## DATA EXTRACT
########
use chrono::{DateTime, Utc};
use sea_orm::entity::prelude::*;
use sea_orm::{DeriveActiveEnum, EnumIter};
use serde::{Deserialize, Serialize};
use utoipa::ToSchema;

#[derive(
    Debug, Clone, Copy, Serialize, Deserialize, PartialEq, Eq, ToSchema, DeriveActiveEnum, EnumIter,
)]
#[sea_orm(rs_type = "String", db_type = "Enum", enum_name = "membership_status")]
#[serde(rename_all = "snake_case")]
pub enum MembershipStatus {
    #[sea_orm(string_value = "pending")]
    Pending,
    #[sea_orm(string_value = "active")]
    Active,
    #[sea_orm(string_value = "expired")]
    Expired,
}

impl std::fmt::Display for MembershipStatus {
    fn fmt(&self, f: &mut std::fmt::Formatter<'_>) -> std::fmt::Result {
        match self {
            MembershipStatus::Pending => write!(f, "pending"),
            MembershipStatus::Active => write!(f, "active"),
            MembershipStatus::Expired => write!(f, "expired"),
        }
    }
}

#[derive(Clone, Debug, PartialEq, DeriveEntityModel, Eq)]
#[sea_orm(table_name = "user_memberships")]
pub struct Model {
    #[sea_orm(primary_key)]
    pub id: i64,
    pub user_id: i64,
    pub plan_id: i64,
    pub status: MembershipStatus,
    pub start_date: DateTime<Utc>,
    pub end_date: DateTime<Utc>,
    pub stripe_client_secret: Option<String>,
    pub created_at: Option<DateTime<Utc>>,
    pub updated_at: Option<DateTime<Utc>>,
}

#[derive(Copy, Clone, Debug, EnumIter, DeriveRelation)]
pub enum Relation {}

impl ActiveModelBehavior for ActiveModel {}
########
## TASK PROMPT
One number makes up the answer: the number of lines among the entries that include the word "PartialEq".

## EXPECTED ANSWER
2